Rischio aumento dei pacchetti di sigarette e più tasse locali

In arrivo un nuovo aumento dei pacchetti di sigarette, per tutte le fasce di prezzo secondo quanto si legge nella relazione tecnica

In arrivo un nuovo aumento dei pacchetti di sigarette, per tutte le fasce di prezzo. Secondo quanto si legge nella relazione tecnica che accompagna la manovra “l’incremento della fiscalità potrebbe essere recuperato dai produttori con un aumento dei prezzi di vendita di circa 10 centesimi a pacchetto, per tutte le fasce di prezzo”.

Nella legge di Bilancio sono previsti per il 2019 rincari della tassazione per le sigarette di 108 milioni, altri 22,5 milioni per il tabacco trinciato, circa 1,8 milioni per i sigari, per un totale di 132,6 milioni.

Con il nuovo ‘bonus eccellenze’ avrà chance di posto fisso un ‘cervellone’ su 10. E’ quanto emerge dalla relazione tecnica. Lo sconto fino a 8mila euro è previsto per incentivare l’assunzione di laureati in corso con 110 e lode con meno di 30 anni e dottori di ricerca entro i 34 anni, che abbiano conseguito il titolo tra gennaio 2018 e giugno 2019. I giovani ‘eccellenti’ sono stati, in analogo periodo (tra 2017 e 2018) circa 60mila. Le risorse stanziate quindi permetteranno “6.000” assunzioni.

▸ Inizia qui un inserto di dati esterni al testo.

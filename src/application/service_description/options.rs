//! Synchronization options

use crate::domain::entities::{DEFAULT_DISABLED_NOTICE, DEFAULT_SERVICE_TIMEOUT};

/// Tunables for the synchronization engine.
#[derive(Debug, Clone, PartialEq, Eq)]
pub struct SyncOptions {
    /// Timeout given to every operation built from a parsed source.
    pub default_timeout: u32,
    /// Notice attached to newly registered (disabled) descriptions.
    pub default_disabled_notice: String,
    /// Also gate registration on the "adding services" change warning.
    pub warn_on_initial_additions: bool,
}

impl Default for SyncOptions {
    fn default() -> Self {
        Self {
            default_timeout: DEFAULT_SERVICE_TIMEOUT,
            default_disabled_notice: DEFAULT_DISABLED_NOTICE.to_string(),
            warn_on_initial_additions: false,
        }
    }
}

impl SyncOptions {
    pub fn new() -> Self {
        Self::default()
    }

    pub fn with_default_timeout(mut self, timeout: u32) -> Self {
        self.default_timeout = timeout;
        self
    }

    pub fn with_disabled_notice(mut self, notice: impl Into<String>) -> Self {
        self.default_disabled_notice = notice.into();
        self
    }

    pub fn with_initial_addition_warnings(mut self, enabled: bool) -> Self {
        self.warn_on_initial_additions = enabled;
        self
    }
}
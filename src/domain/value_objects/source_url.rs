//! Source locator rules.

use url::Url;

/// URL schemes accepted as description sources.
pub const SUPPORTED_SCHEMES: &[&str] = &["http", "https", "file"];

/// Whether `locator` is a syntactically well-formed, absolute source URL.
pub fn is_valid_source_url(locator: &str) -> bool {
    if locator.trim() != locator || locator.is_empty() {
        return false;
    }
    match Url::parse(locator) {
        Ok(url) => {
            SUPPORTED_SCHEMES.contains(&url.scheme())
                && (url.scheme() == "file" || url.host_str().is_some())
        }
        Err(_) => false,
    }
}

/// Case-insensitive locator comparison used for duplicate-source detection.
pub fn same_source(a: &str, b: &str) -> bool {
    a.to_lowercase() == b.to_lowercase()
}

#[cfg(test)]
mod tests {
    use super::*;

    #[test]
    fn accepts_http_https_and_file_urls() {
        assert!(is_valid_source_url("http://example.com/service.wsdl"));
        assert!(is_valid_source_url("https://example.com:8443/a?wsdl"));
        assert!(is_valid_source_url("file:///tmp/service.wsdl"));
    }

    #[test]
    fn rejects_malformed_urls() {
        assert!(!is_valid_source_url(""));
        assert!(!is_valid_source_url("not a url"));
        assert!(!is_valid_source_url("example.com/service.wsdl"));
        assert!(!is_valid_source_url("ftp://example.com/service.wsdl"));
        assert!(!is_valid_source_url(" http://example.com/a.wsdl"));
    }

    #[test]
    fn same_source_ignores_case() {
        assert!(same_source("http://x/a.wsdl", "HTTP://X/A.WSDL"));
        assert!(!same_source("http://x/a.wsdl", "http://x/b.wsdl"));
    }
}
//! Configuration type definitions

use std::path::{Path, PathBuf};

use serde::{Deserialize, Serialize};

use crate::application::SyncOptions;
use crate::domain::entities::{DEFAULT_DISABLED_NOTICE, DEFAULT_SERVICE_TIMEOUT};

use super::loader::{self, ConfigResult, ConfigWarning};

/// Client store configuration
#[derive(Debug, Clone, Serialize, Deserialize, Default)]
pub struct StoreConfig {
    /// Store root; the user data directory when unset
    #[serde(default)]
    pub path: Option<PathBuf>,
}

impl StoreConfig {
    pub fn resolved_path(&self) -> PathBuf {
        self.path.clone().unwrap_or_else(loader::default_store_path)
    }
}

/// Synchronization engine configuration
#[derive(Debug, Clone, Serialize, Deserialize)]
pub struct SyncConfig {
    #[serde(default = "default_timeout")]
    pub default_timeout: u32,

    #[serde(default = "default_disabled_notice")]
    pub default_disabled_notice: String,

    #[serde(default)]
    pub warn_on_initial_additions: bool,
}

impl Default for SyncConfig {
    fn default() -> Self {
        Self {
            default_timeout: default_timeout(),
            default_disabled_notice: default_disabled_notice(),
            warn_on_initial_additions: false,
        }
    }
}

impl SyncConfig {
    pub fn options(&self) -> SyncOptions {
        SyncOptions::new()
            .with_default_timeout(self.default_timeout)
            .with_disabled_notice(self.default_disabled_notice.clone())
            .with_initial_addition_warnings(self.warn_on_initial_additions)
    }
}

fn default_timeout() -> u32 {
    DEFAULT_SERVICE_TIMEOUT
}

fn default_disabled_notice() -> String {
    DEFAULT_DISABLED_NOTICE.to_string()
}

/// Log line format
#[derive(Debug, Clone, Copy, PartialEq, Eq, Serialize, Deserialize, Default)]
#[serde(rename_all = "lowercase")]
pub enum LogFormat {
    #[default]
    Compact,
    Json,
}

/// Logging configuration
#[derive(Debug, Clone, Serialize, Deserialize)]
pub struct LoggingConfig {
    #[serde(default = "default_log_level")]
    pub level: String,

    #[serde(default)]
    pub format: LogFormat,
}

impl Default for LoggingConfig {
    fn default() -> Self {
        Self {
            level: default_log_level(),
            format: LogFormat::default(),
        }
    }
}

fn default_log_level() -> String {
    "warn".to_string()
}

/// Main configuration structure
#[derive(Debug, Clone, Serialize, Deserialize, Default)]
pub struct Config {
    #[serde(default)]
    pub store: StoreConfig,

    #[serde(default)]
    pub sync: SyncConfig,

    #[serde(default)]
    pub logging: LoggingConfig,
}

impl Config {
    /// Load configuration from a TOML file
    pub fn load(path: &Path) -> ConfigResult<Self> {
        let (config, _warnings) = loader::load_with_warnings(path)?;
        Ok(config)
    }

    /// Load configuration and collect non-fatal warnings (e.g. unknown keys).
    pub fn load_with_warnings(path: &Path) -> ConfigResult<(Self, Vec<ConfigWarning>)> {
        loader::load_with_warnings(path)
    }

    /// Load the explicit file, a discovered file, or defaults; env applied last.
    pub fn load_or_default(explicit: Option<&Path>) -> ConfigResult<(Self, Vec<ConfigWarning>)> {
        loader::load_or_default(explicit)
    }

    /// Apply environment variable overrides (DESCSYNC_* prefix)
    pub fn with_env_overrides(self) -> Self {
        loader::with_env_overrides(self)
    }
}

Fondi per 900 specializzandi medicina in più

Novecento nuovi contratti di formazione specialistica per i medici, a partire dal 2019. E’ l’effetto dell’incremento previsto in legge di bilancio dei fondi per gli specializzandi, secondo quanto spiega la relazione tecnica alla manovra. Al finanziamento complessivo già previsto di 708 milioni se ne aggiungeranno “22,5 per il 2019, 45 milioni per il 2020, 68,4 milioni per il 2021, 91,8 milioni di euro per il 2022 e 100 milioni di euro a decorrere dall’anno 2023”.

Tagli da 435 milioni alla spesa ai ministeri –

Tagli da 435 milioni alla spesa ai ministeri. E un calo della spesa in conto capitale, che finanzia gli investimenti, da 822 milioni, che salgono a circa 1,6 miliardi se si sommano 790 milioni di “riprogrammazioni”. Sono le cifre per il 2019 che emergono dalla relazione tecnica alla legge di bilancio. Secondo le tabelle complessivamente i fondi per la spesa corrente saliranno nel 2019 di 206 milioni (con 646 milioni di rifinanziamenti) e la spesa per investimenti di 342 milioni (con un rifinanziamento di 1,9 miliardi).

Pd, salta blocco tasse locali, aumenteranno

Il governo non rinnova il blocco degli aumenti delle imposte locali, dalle addizionali all’Imu sulle seconde case, ‘congelate’ dal 2016 e così dal 2019 ci saranno “inevitabilmente più tasse locali”. Lo denuncia l’ex presidente della commissione Bilancio Francesco Boccia (Pd).

“Come accade spesso nel bilancio dello Stato – aggiunge – il diavolo è sempre nei dettagli e basta approfondire il quadro degli investimenti pubblici per capire le scelte miopi effettuate. La sintesi della manovra è: più tasse locali e meno investimenti pubblici”.

“Com’era prevedibile dal quadro macroeconomico – aggiunge Boccia – la manovra alla prova delle singole misure legislative, sinora non conosciute, dimostra le sue lacune. Emergono in queste ore le scelte di campo su investimenti e pressione fiscale”.

“Aver deciso di utilizzare gran parte della flessibilità legata al maggior deficit per spesa corrente è un evidente limite nell’impalcatura generale della legge di bilancio 2019-2021.

La riduzione evidente degli investimenti pubblici a scapito dell’aumento della spesa corrente e l’aumento inevitabile della pressione fiscale confermano pertanto tutti i limiti della manovra che sicuramente non coglierà gli obiettivi di crescita ipotizzati con il Pil programmatico”, conclude.